The Interior Department has rescinded a Trump administration legal opinion which narrowed protections for migratory birds and Interior will revoke a regulatory rule which followed from that legal opinion, according to an Interior spokesperson on the 8th March.

 

For oil companies, the Biden administration’s changes will mean companies once again will be at risk of litigation for the accidental deaths of birds in oil waste pits.

 

Birds especially can die when mired in oil waste pits, which can look like water ponds to a bird. Netting can keep birds out of oil waste pits, and typically no company is charged with a violation of the Migratory Bird Treaty Act if it conscientiously tries to keep waste pits covered with nets.

 

The current controversy dates back to the Obama administration, which announced charges against some oil companies for the deaths of migratory birds.

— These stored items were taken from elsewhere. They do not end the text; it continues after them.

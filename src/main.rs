//! Terraform Operator - dependency-ordered Terraform configuration from CRDs

use std::path::PathBuf;
use std::sync::Arc;
use std::time::Duration;

use clap::{Parser, Subcommand};
use futures::StreamExt;
use kube::runtime::watcher::Config as WatcherConfig;
use kube::runtime::Controller;
use kube::{Api, Client};
use tracing_subscriber::{fmt, prelude::*, EnvFilter};

use terraform_operator::config::{OperatorConfig, DEFAULT_CONFIG_DIR};
use terraform_operator::controller::{error_policy, reconcile, Context};
use terraform_operator::crd::{self, EtcdV3, GCS, Google, TerraformResource};
use terraform_operator::preflight::{self, PreflightConfig, DEFAULT_METADATA_URL};
use terraform_operator::render::DEFAULT_EXTENSION;
use terraform_operator::retry::RetryConfig;
use terraform_operator::terraform::{TerraformCommand, TerraformRunner};

/// Terraform Operator - renders Backend, Provider and Module resources into Terraform configuration
#[derive(Parser, Debug)]
#[command(name = "terraform-operator", version, about, long_about = None)]
struct Cli {
    /// Generate CRD manifests and exit
    #[arg(long)]
    crd: bool,

    #[command(subcommand)]
    command: Option<Commands>,
}

#[derive(Subcommand, Debug)]
enum Commands {
    /// Run as controller (default mode)
    ///
    /// Watches EtcdV3, Google and GCS resources and writes one configuration
    /// document per resource once its dependencies are ready.
    Controller(ControllerArgs),

    /// Run terraform in a namespace's configuration directory
    Terraform(TerraformArgs),
}

/// Controller mode arguments
#[derive(Parser, Debug)]
struct ControllerArgs {
    /// Directory rendered configuration documents are written to
    #[arg(long, env = "TFPATH", default_value = DEFAULT_CONFIG_DIR)]
    config_dir: PathBuf,

    /// Extension of rendered documents
    #[arg(long, default_value = DEFAULT_EXTENSION)]
    file_extension: String,

    /// Only watch resources in this namespace
    #[arg(long, env = "WATCH_NAMESPACE")]
    namespace: Option<String>,

    /// Seconds between checks while waiting on dependencies
    #[arg(long, default_value = "30")]
    dependency_requeue_secs: u64,

    /// Seconds between resyncs of materialized resources
    #[arg(long, default_value = "300")]
    resync_secs: u64,

    /// Skip the startup metadata endpoint check
    #[arg(long, env = "SKIP_PREFLIGHT")]
    skip_preflight: bool,

    /// Endpoint probed before controllers start
    #[arg(long, default_value = DEFAULT_METADATA_URL)]
    preflight_url: String,

    /// Maximum preflight attempts before giving up
    #[arg(long, default_value = "10")]
    preflight_attempts: u32,
}

impl ControllerArgs {
    fn operator_config(&self) -> OperatorConfig {
        OperatorConfig::new(&self.config_dir)
            .file_extension(self.file_extension.as_str())
            .dependency_requeue(Duration::from_secs(self.dependency_requeue_secs))
            .resync_interval(Duration::from_secs(self.resync_secs))
    }

    fn preflight_config(&self) -> PreflightConfig {
        PreflightConfig {
            retry: RetryConfig::with_max_attempts(self.preflight_attempts),
            ..PreflightConfig::new(self.preflight_url.as_str())
        }
    }
}

/// Terraform mode arguments
#[derive(Parser, Debug)]
struct TerraformArgs {
    /// Directory holding the rendered configuration
    #[arg(long, env = "TFPATH", default_value = DEFAULT_CONFIG_DIR)]
    config_dir: PathBuf,

    /// Namespace whose documents terraform runs against
    #[arg(long, env = "WATCH_NAMESPACE")]
    namespace: String,

    /// terraform executable
    #[arg(long, env = "TERRAFORM_BIN", default_value = "terraform")]
    binary: PathBuf,

    /// Steps to run, in order
    #[arg(value_enum, required = true)]
    steps: Vec<TerraformCommand>,
}

#[tokio::main]
async fn main() -> anyhow::Result<()> {
    tracing_subscriber::registry()
        .with(fmt::layer())
        .with(EnvFilter::try_from_default_env().unwrap_or_else(|_| EnvFilter::new("info")))
        .init();

    let cli = Cli::parse();

    if cli.crd {
        let yaml = crd::all_yaml()
            .map_err(|e| anyhow::anyhow!("Failed to serialize CRDs: {}", e))?;
        println!("{yaml}");
        return Ok(());
    }

    match cli.command {
        Some(Commands::Terraform(args)) => run_terraform(args).await,
        Some(Commands::Controller(args)) => run_controller(args).await,
        None => run_controller(ControllerArgs::parse_from(["controller"])).await,
    }
}

/// Run terraform steps against one namespace's documents
async fn run_terraform(args: TerraformArgs) -> anyhow::Result<()> {
    let dir = args.config_dir.join(&args.namespace);
    tracing::info!(dir = %dir.display(), steps = ?args.steps, "Running terraform");
    let runner = TerraformRunner::with_binary(args.binary, dir);
    runner.run_all(&args.steps).await?;
    Ok(())
}

/// Run the controllers for all three resource kinds
async fn run_controller(args: ControllerArgs) -> anyhow::Result<()> {
    if args.skip_preflight {
        tracing::info!("Skipping preflight check");
    } else {
        preflight::run(&args.preflight_config()).await?;
    }

    let client = Client::try_default()
        .await
        .map_err(|e| anyhow::anyhow!("Failed to create Kubernetes client: {}", e))?;

    let config = args.operator_config();
    tokio::fs::create_dir_all(&config.config_dir)
        .await
        .map_err(|e| anyhow::anyhow!("Failed to create {}: {}", config.config_dir.display(), e))?;

    tracing::info!(
        config_dir = %config.config_dir.display(),
        namespace = args.namespace.as_deref().unwrap_or("<all>"),
        "Starting Terraform controllers"
    );

    let ctx = Arc::new(Context::builder(client.clone()).config(config).build());
    let namespace = args.namespace.as_deref();

    tokio::select! {
        _ = run_kind::<EtcdV3>(api(&client, namespace), ctx.clone()) => {
            tracing::info!("EtcdV3 controller completed");
        }
        _ = run_kind::<Google>(api(&client, namespace), ctx.clone()) => {
            tracing::info!("Google controller completed");
        }
        _ = run_kind::<GCS>(api(&client, namespace), ctx.clone()) => {
            tracing::info!("GCS controller completed");
        }
    }

    tracing::info!("Terraform controller shutting down");
    Ok(())
}

fn api<K: TerraformResource>(client: &Client, namespace: Option<&str>) -> Api<K> {
    match namespace {
        Some(ns) => Api::namespaced(client.clone(), ns),
        None => Api::all(client.clone()),
    }
}

/// Drive one resource kind until shutdown
async fn run_kind<K: TerraformResource>(api: Api<K>, ctx: Arc<Context>) {
    Controller::new(api, WatcherConfig::default())
        .shutdown_on_signal()
        .run(reconcile::<K>, error_policy::<K>, ctx)
        .for_each(|result| async move {
            match result {
                Ok((object, action)) => {
                    tracing::debug!(kind = %K::SUB_KIND, object = %object.name, ?action, "Reconciliation completed");
                }
                Err(e) => {
                    tracing::error!(kind = %K::SUB_KIND, error = ?e, "Reconciliation error");
                }
            }
        })
        .await;
}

To oil executives, it looked like politics, the Obama administration going after oil companies but shrugging off the deaths of birds from wind turbines, which are popular among environmental activists.

 

In 2017, a legal opinion from the Interior Office of the Solicitor concluded that the Migratory Bird Treaty Act was only meant to criminalise deliberate killing of birds, not accidental deaths which are “incidental” to normal work. That was followed by a rulemaking which finally took effect this year on the 8th March.

 

New rule coming

But the Interior spokesperson said the 2017 opinion, referred to as the M-Opinion, is now dead.

 

“The Interior Department rescinded the M-opinion on the Migratory Bird Treaty Act which overturned decades of bipartisan and international consensus and allowed industry to kill birds with impunity,” the spokesperson said.

 

“In the coming days, Interior will issue a proposed rule to revoke the corresponding rule which is going into effect today,” the spokesperson said.

 

“The department will also reconsider its interpretation of the MBTA to develop common sense standards which can protect migratory birds and provide certainty to industry,” the spokesperson said. The implication apparently was that standards would, if followed, leave less up to the discretion of prosecutors.

 

The spokesperson also said the “reasoning and basis behind that M-Opinion were soundly rejected in federal court.”

 

That was a reference to the ruling in a US district court in August which rejected the 2017 legal reinterpretation of the law.